WHAT THE EXERCISE ASKS —
Going line by line through the entries, count those containing "digits" and state only the result.

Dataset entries
—————

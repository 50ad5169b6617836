use crate::error::ConfigError;
use anyhow::{Context, Result};
use chrono::{Duration, FixedOffset};
use clap::Parser;
use log::{info, warn};
use std::fmt;
use std::net::SocketAddr;
use std::path::PathBuf;

pub const SECTION_BACKEND_MOBAPI: &str = "backend_mobapi";
pub const SECTION_FRONTEND_NEXTJS: &str = "frontend_nextjs";
pub const SECTION_FRONTEND_NEXTJS_PODS: &str = "frontend_nextjs_pods";

/// Query-set name and the variable holding its queries, in display order.
const QUERY_SET_VARS: [(&str, &str); 3] = [
    (SECTION_BACKEND_MOBAPI, "GRAYLOG_QUERIES_BACKEND_MOBAPI"),
    (SECTION_FRONTEND_NEXTJS, "GRAYLOG_QUERIES_FRONTEND_NEXTJS"),
    (SECTION_FRONTEND_NEXTJS_PODS, "GRAYLOG_QUERIES_FRONTEND_NEXTJS_PODS"),
];

const PODS_TIME_FRAME_VAR: &str = "GRAYLOG_QUERIES_FRONTEND_NEXTJS_PODS_TIME_FRAME";

const DEFAULT_ERROR_WORDS: &[&str] = &[
    "error",
    "fail",
    "unknown",
    "not",
    "err",
    "exception",
    "eof",
    "crash",
    "fatal",
    "unexpected",
];
const DEFAULT_WARNING_WORDS: &[&str] = &["warning"];

pub const DEFAULT_SYSTEM_PROMPT: &str = "Analyze this error and provide RCA.";

#[derive(Parser, Debug)]
#[clap(name = "issue-tracer", version, about)]
pub struct Cli {
    /// Path to a dotenv file loaded before reading the environment
    #[clap(long, default_value = ".env")]
    pub env_file: PathBuf,

    /// Override the listen address
    #[clap(long)]
    pub bind: Option<SocketAddr>,
}

#[derive(Clone)]
pub struct Credentials {
    pub username: String,
    pub password: String,
}

impl fmt::Debug for Credentials {
    fn fmt(&self, f: &mut fmt::Formatter<'_>) -> fmt::Result {
        f.debug_struct("Credentials")
            .field("username", &self.username)
            .field("password", &"***")
            .finish()
    }
}

#[derive(Debug, Clone)]
pub struct GraylogConfig {
    pub domain: String,
    pub auth: Credentials,
}

#[derive(Clone)]
pub struct AiEndpoint {
    pub host: String,
    pub api_key: String,
    pub model: String,
}

impl fmt::Debug for AiEndpoint {
    fn fmt(&self, f: &mut fmt::Formatter<'_>) -> fmt::Result {
        f.debug_struct("AiEndpoint")
            .field("host", &self.host)
            .field("api_key", &"***")
            .field("model", &self.model)
            .finish()
    }
}

#[derive(Debug, Clone)]
pub struct AiConfig {
    /// `None` unless host, key and model are all set.
    pub endpoint: Option<AiEndpoint>,
    pub system_prompt: String,
    pub results_dir: PathBuf,
}

/// Date/time strings used when a search omits part of its range.
#[derive(Debug, Clone, Default, PartialEq, Eq)]
pub struct DefaultRange {
    pub start_date: String,
    pub start_time: String,
    pub end_date: String,
    pub end_time: String,
}

#[derive(Debug, Clone, PartialEq, Eq)]
pub struct QuerySet {
    pub name: String,
    pub queries: Vec<String>,
    /// Trailing window searched instead of the requested range.
    pub time_frame: Option<Duration>,
}

#[derive(Debug, Clone, Default, PartialEq, Eq)]
pub struct HighlightWords {
    pub error: Vec<String>,
    pub warning: Vec<String>,
    pub special: Vec<String>,
    pub success: Vec<String>,
}

#[derive(Debug, Clone)]
pub struct Config {
    pub bind_addr: SocketAddr,
    pub timezone: FixedOffset,
    pub session_ttl: Duration,
    pub default_range: DefaultRange,
    pub credentials: Credentials,
    pub graylog: GraylogConfig,
    pub query_sets: Vec<QuerySet>,
    pub output_fields: Vec<String>,
    /// Lowercased, trimmed, empties dropped.
    pub filter_keywords: Vec<String>,
    pub highlight: HighlightWords,
    pub ai: AiConfig,
}

impl Config {
    pub fn from_env() -> Result<Self, ConfigError> {
        Self::from_vars(|key| std::env::var(key).ok())
    }

    /// Builds the configuration from an arbitrary variable source.
    pub fn from_vars<F>(get: F) -> Result<Self, ConfigError>
    where
        F: Fn(&str) -> Option<String>,
    {
        let get = |key: &str| get(key).map(|v| v.trim().to_string());
        let required = |key: &'static str| {
            get(key)
                .filter(|v| !v.is_empty())
                .ok_or(ConfigError::Missing(key))
        };

        let credentials = Credentials {
            username: required("USER_USERNAME")?,
            password: required("USER_PASSWORD")?,
        };

        let graylog = GraylogConfig {
            domain: required("GRAYLOG_DOMAIN")?.trim_end_matches('/').to_string(),
            auth: Credentials {
                username: required("GRAYLOG_USERNAME")?,
                password: required("GRAYLOG_PASSWORD")?,
            },
        };

        let pods_time_frame = match get(PODS_TIME_FRAME_VAR) {
            Some(raw) => parse_time_frame(&raw).map_err(|reason| ConfigError::InvalidValue {
                var: PODS_TIME_FRAME_VAR,
                reason,
            })?,
            None => None,
        };

        let mut query_sets = Vec::with_capacity(QUERY_SET_VARS.len());
        for (name, var) in QUERY_SET_VARS {
            let queries = parse_string_list(var, get(var).as_deref())?.unwrap_or_default();
            let time_frame = if name == SECTION_FRONTEND_NEXTJS_PODS {
                pods_time_frame
            } else {
                None
            };
            query_sets.push(QuerySet {
                name: name.to_string(),
                queries,
                time_frame,
            });
        }

        let output_fields =
            parse_string_list("GRAYLOG_OUTPUT_FIELDS", get("GRAYLOG_OUTPUT_FIELDS").as_deref())?
                .unwrap_or_default();

        let filter_keywords = parse_string_list(
            "GRAYLOG_FILTER_KEYWORDS",
            get("GRAYLOG_FILTER_KEYWORDS").as_deref(),
        )?
        .unwrap_or_default()
        .into_iter()
        .map(|k| k.trim().to_lowercase())
        .filter(|k| !k.is_empty())
        .collect();

        let words = |var: &'static str, default: &[&str]| -> Result<Vec<String>, ConfigError> {
            let list = parse_string_list(var, get(var).as_deref())?
                .unwrap_or_else(|| default.iter().map(|w| w.to_string()).collect());
            Ok(list
                .into_iter()
                .map(|w| w.trim().to_string())
                .filter(|w| !w.is_empty())
                .collect())
        };
        let highlight = HighlightWords {
            error: words("HIGHLIGHT_ERROR_WORDS", DEFAULT_ERROR_WORDS)?,
            warning: words("HIGHLIGHT_WARNING_WORDS", DEFAULT_WARNING_WORDS)?,
            special: words("HIGHLIGHT_SPECIAL_WORDS", &[])?,
            success: words("HIGHLIGHT_SUCCESS_WORDS", &[])?,
        };

        let default_range = DefaultRange {
            start_date: get("START_DATE").unwrap_or_default(),
            start_time: get("START_TIME")
                .filter(|v| !v.is_empty())
                .unwrap_or_else(|| "00:00".to_string()),
            end_date: get("END_DATE").unwrap_or_default(),
            end_time: get("END_TIME")
                .filter(|v| !v.is_empty())
                .unwrap_or_else(|| "23:59".to_string()),
        };

        let timezone = match get("TIMEZONE_OFFSET").filter(|v| !v.is_empty()) {
            Some(raw) => parse_offset(&raw).ok_or_else(|| ConfigError::InvalidValue {
                var: "TIMEZONE_OFFSET",
                reason: format!("expected +HH:MM or -HH:MM, got {:?}", raw),
            })?,
            None => FixedOffset::east_opt(3 * 3600 + 30 * 60).ok_or_else(|| {
                ConfigError::InvalidValue {
                    var: "TIMEZONE_OFFSET",
                    reason: "default offset out of range".to_string(),
                }
            })?,
        };

        let session_ttl = match get("SESSION_TTL_SECS").filter(|v| !v.is_empty()) {
            Some(raw) => {
                let secs: i64 = raw.parse().map_err(|_| ConfigError::InvalidValue {
                    var: "SESSION_TTL_SECS",
                    reason: format!("not a number: {:?}", raw),
                })?;
                if secs <= 0 {
                    return Err(ConfigError::InvalidValue {
                        var: "SESSION_TTL_SECS",
                        reason: format!("must be positive, got {}", secs),
                    });
                }
                Duration::try_seconds(secs).ok_or_else(|| ConfigError::InvalidValue {
                    var: "SESSION_TTL_SECS",
                    reason: format!("out of range: {}", secs),
                })?
            }
            None => Duration::hours(12),
        };

        let bind_addr = get("BIND_ADDR")
            .filter(|v| !v.is_empty())
            .unwrap_or_else(|| "127.0.0.1:5000".to_string());
        let bind_addr = bind_addr.parse().map_err(|e| ConfigError::InvalidValue {
            var: "BIND_ADDR",
            reason: format!("{}", e),
        })?;

        let non_empty = |key: &str| get(key).filter(|v| !v.is_empty());
        let endpoint = match (non_empty("AI_HOST"), non_empty("AI_API_KEY"), non_empty("AI_MODEL")) {
            (Some(host), Some(api_key), Some(model)) => Some(AiEndpoint {
                host: host.trim_end_matches('/').to_string(),
                api_key,
                model,
            }),
            _ => None,
        };
        let ai = AiConfig {
            endpoint,
            system_prompt: non_empty("AI_SYSTEM_PROMPT")
                .unwrap_or_else(|| DEFAULT_SYSTEM_PROMPT.to_string()),
            results_dir: non_empty("AI_RESULTS_DIR")
                .map(PathBuf::from)
                .unwrap_or_else(|| PathBuf::from("ai-results")),
        };

        Ok(Config {
            bind_addr,
            timezone,
            session_ttl,
            default_range,
            credentials,
            graylog,
            query_sets,
            output_fields,
            filter_keywords,
            highlight,
            ai,
        })
    }

    pub fn query_set(&self, name: &str) -> Option<&QuerySet> {
        self.query_sets.iter().find(|set| set.name == name)
    }
}

pub fn load_config(cli: &Cli) -> Result<Config> {
    match dotenvy::from_path(&cli.env_file) {
        Ok(()) => info!("Loaded environment from {:?}", cli.env_file),
        Err(e) if e.not_found() => {
            info!("No env file at {:?}, using process environment", cli.env_file)
        }
        Err(e) => {
            return Err(e).with_context(|| format!("Failed to read env file: {:?}", cli.env_file))
        }
    }

    let mut config = Config::from_env().context("Invalid configuration")?;

    // Apply CLI overrides
    if let Some(bind) = cli.bind {
        config.bind_addr = bind;
    }

    if config.ai.endpoint.is_none() {
        warn!("AI endpoint not configured; RCA requests will be rejected");
    }

    Ok(config)
}

/// `None` for an unset or blank variable.
fn parse_string_list(var: &'static str, raw: Option<&str>) -> Result<Option<Vec<String>>, ConfigError> {
    let raw = match raw.map(str::trim) {
        Some(raw) if !raw.is_empty() => raw,
        _ => return Ok(None),
    };
    serde_json::from_str::<Vec<String>>(raw)
        .map(Some)
        .map_err(|e| ConfigError::InvalidList {
            var,
            reason: e.to_string(),
        })
}

/// Accepts `4s`, `1m`, `2h` or plain seconds; zero means no override.
fn parse_time_frame(raw: &str) -> Result<Option<Duration>, String> {
    let s = raw.trim().to_lowercase();
    if s.is_empty() {
        return Ok(None);
    }
    let (digits, unit) = match s.char_indices().last() {
        Some((i, 's')) => (&s[..i], 1),
        Some((i, 'm')) => (&s[..i], 60),
        Some((i, 'h')) => (&s[..i], 3600),
        _ => (s.as_str(), 1),
    };
    let digits = digits.trim();
    let n: i64 = if digits.is_empty() {
        0
    } else {
        digits
            .parse()
            .map_err(|_| format!("expected e.g. 4s, 1m or 2h, got {:?}", raw))?
    };
    if n < 0 {
        return Err(format!("negative time frame: {:?}", raw));
    }
    if n == 0 {
        return Ok(None);
    }
    n.checked_mul(unit)
        .and_then(Duration::try_seconds)
        .map(Some)
        .ok_or_else(|| format!("time frame out of range: {:?}", raw))
}

fn parse_offset(raw: &str) -> Option<FixedOffset> {
    let (sign, rest) = match raw.as_bytes().first()? {
        b'+' => (1, &raw[1..]),
        b'-' => (-1, &raw[1..]),
        _ => (1, raw),
    };
    let (hours, minutes) = rest.split_once(':').unwrap_or((rest, "0"));
    let hours: i32 = hours.parse().ok()?;
    let minutes: i32 = minutes.parse().ok()?;
    if !(0..60).contains(&minutes) {
        return None;
    }
    FixedOffset::east_opt(sign * (hours * 3600 + minutes * 60))
}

—————

ANSWER AREA —
4